Every line with "codec" in it must be copied from the data.

··· Dataset records ···

// Typed command options parsed off the host's loose JSON
//
// Parsing owns the absent-versus-malformed rules: identifier fields that
// fail the canonical grammar read as not-provided, required fields that
// end up absent reject with the contract's fixed message strings, and an
// empty-but-present payload stays an empty payload.

use serde_json::{Map, Value};

use meshbridge_core::codec;
use meshbridge_core::error::ValidationError;
use meshbridge_core::types::{ApiKey, Capability, Payload, PropagationProfile, TransmissionMode, UserId};

fn object(options: Option<&Value>) -> Option<&Map<String, Value>> {
    options.and_then(Value::as_object)
}

fn uuid_field<T: From<uuid::Uuid>>(map: Option<&Map<String, Value>>, key: &str) -> Option<T> {
    map.and_then(|map| map.get(key))
        .and_then(Value::as_str)
        .and_then(codec::decode_uuid)
        .map(T::from)
}

fn bool_field(map: Option<&Map<String, Value>>, key: &str) -> Option<bool> {
    map.and_then(|map| map.get(key)).and_then(Value::as_bool)
}

fn str_field<'a>(map: Option<&'a Map<String, Value>>, key: &str) -> Option<&'a str> {
    map.and_then(|map| map.get(key)).and_then(Value::as_str)
}

// ============================================================================
// INITIALIZE / START
// ============================================================================

#[derive(Debug, Clone, Copy, Default)]
pub struct InitializeOptions {
    pub api_key: Option<ApiKey>,
    pub verbose_logging: Option<bool>,
}

impl InitializeOptions {
    /// Never fails: the api key requirement is checked after the config
    /// fallback is applied.
    pub fn from_value(options: Option<&Value>) -> Self {
        let map = object(options);
        Self {
            api_key: uuid_field(map, "apiKey"),
            verbose_logging: bool_field(map, "verboseLogging"),
        }
    }
}

#[derive(Debug, Clone, Copy, Default)]
pub struct StartOptions {
    pub user_id: Option<UserId>,
    pub propagation_profile: PropagationProfile,
}

impl StartOptions {
    pub fn from_value(options: Option<&Value>) -> Self {
        let map = object(options);
        // Absent or unrecognized profiles fall back to Standard
        let propagation_profile = str_field(map, "propagationProfile")
            .and_then(PropagationProfile::parse)
            .unwrap_or_default();
        Self {
            user_id: uuid_field(map, "userID"),
            propagation_profile,
        }
    }
}

// ============================================================================
// SECURE CONNECTION
// ============================================================================

#[derive(Debug, Clone, Copy)]
pub struct EstablishSecureConnectionOptions {
    pub user_id: UserId,
}

impl EstablishSecureConnectionOptions {
    pub fn from_value(options: Option<&Value>) -> Result<Self, ValidationError> {
        let user_id =
            uuid_field(object(options), "userID").ok_or(ValidationError::MissingUserId)?;
        Ok(Self { user_id })
    }
}

#[derive(Debug, Clone, Copy)]
pub struct FingerprintOptions {
    pub user_id: UserId,
}

impl FingerprintOptions {
    pub fn from_value(options: Option<&Value>) -> Result<Self, ValidationError> {
        let user_id =
            uuid_field(object(options), "userID").ok_or(ValidationError::MissingUserId)?;
        Ok(Self { user_id })
    }
}

#[derive(Debug, Clone)]
pub struct IsFingerprintValidOptions {
    pub user_id: UserId,
    pub fingerprint: Payload,
}

impl IsFingerprintValidOptions {
    pub fn from_value(options: Option<&Value>) -> Result<Self, ValidationError> {
        let map = object(options);
        let user_id = uuid_field(map, "userID").ok_or(ValidationError::MissingUserId)?;
        let fingerprint = match str_field(map, "fingerprint") {
            None => return Err(ValidationError::MissingFingerprint),
            Some(text) => Payload::from_base64(text).ok_or(ValidationError::MalformedPayload)?,
        };
        Ok(Self {
            user_id,
            fingerprint,
        })
    }
}

// ============================================================================
// SEND
// ============================================================================

#[derive(Debug, Clone, Copy, PartialEq, Eq)]
pub enum TransmissionKind {
    Broadcast,
    Mesh,
    P2p,
}

/// Transmission mode as the host sent it, before the broadcast
/// sender-id fill-in.
#[derive(Debug, Clone, Copy)]
pub struct TransmissionModeOptions {
    pub kind: TransmissionKind,
    pub uuid: Option<UserId>,
}

impl TransmissionModeOptions {
    pub fn from_value(value: &Value) -> Result<Self, ValidationError> {
        let map = value
            .as_object()
            .ok_or(ValidationError::MissingTransmissionMode)?;
        let tag = map
            .get("type")
            .and_then(Value::as_str)
            .ok_or(ValidationError::MissingTransmissionMode)?;
        let kind = match tag {
            "broadcast" => TransmissionKind::Broadcast,
            "mesh" => TransmissionKind::Mesh,
            "p2p" => TransmissionKind::P2p,
            other => {
                return Err(ValidationError::UnrecognizedTransmissionMode(
                    other.to_string(),
                ))
            }
        };
        let uuid = map
            .get("uuid")
            .and_then(Value::as_str)
            .and_then(codec::decode_uuid)
            .map(UserId::new);
        Ok(Self { kind, uuid })
    }

    /// Broadcast may omit its uuid; the sender's own id fills it in.
    pub fn needs_sender_fallback(&self) -> bool {
        self.kind == TransmissionKind::Broadcast && self.uuid.is_none()
    }

    pub fn resolve(self, fallback_sender: Option<UserId>) -> Result<TransmissionMode, ValidationError> {
        match self.kind {
            TransmissionKind::Broadcast => {
                let uuid = self
                    .uuid
                    .or(fallback_sender)
                    .ok_or(ValidationError::MissingUserId)?;
                Ok(TransmissionMode::Broadcast { uuid })
            }
            TransmissionKind::Mesh => Ok(TransmissionMode::Mesh {
                uuid: self.uuid.ok_or(ValidationError::MissingUserId)?,
            }),
            TransmissionKind::P2p => Ok(TransmissionMode::P2p {
                uuid: self.uuid.ok_or(ValidationError::MissingUserId)?,
            }),
        }
    }
}

#[derive(Debug, Clone)]
pub struct SendOptions {
    pub data: Payload,
    pub transmission_mode: TransmissionModeOptions,
}

impl SendOptions {
    pub fn from_value(options: Option<&Value>) -> Result<Self, ValidationError> {
        let map = object(options);

        // Absent data is a validation error; present-but-empty is a real
        // (empty) payload the engine gets to judge.
        let data = match map.and_then(|map| map.get("data")) {
            None | Some(Value::Null) => return Err(ValidationError::MissingPayload),
            Some(Value::String(text)) => {
                Payload::from_base64(text).ok_or(ValidationError::MalformedPayload)?
            }
            Some(_) => return Err(ValidationError::MalformedPayload),
        };

        let transmission_mode = match map.and_then(|map| map.get("transmissionMode")) {
            None | Some(Value::Null) => return Err(ValidationError::MissingTransmissionMode),
            Some(value) => TransmissionModeOptions::from_value(value)?,
        };

        Ok(Self {
            data,
            transmission_mode,
        })
    }
}

// ============================================================================
// PERMISSIONS
// ============================================================================

#[derive(Debug, Clone, Default)]
pub struct RequestPermissionsOptions {
    pub capabilities: Vec<Capability>,
}

impl RequestPermissionsOptions {
    /// Unknown capability names are ignored; an absent list asks for
    /// everything the layer cares about.
    pub fn from_value(options: Option<&Value>) -> Self {
        let capabilities = match object(options).and_then(|map| map.get("permissions")) {
            Some(Value::Array(names)) => names
                .iter()
                .filter_map(Value::as_str)
                .filter_map(Capability::parse)
                .collect(),
            _ => vec![Capability::Bluetooth, Capability::Location],
        };
        Self { capabilities }
    }
}

// ============================================================================
// TESTS
// ============================================================================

···

Result
use meshbridge_core::codec;
        .and_then(codec::decode_uuid)
            .and_then(codec::decode_uuid)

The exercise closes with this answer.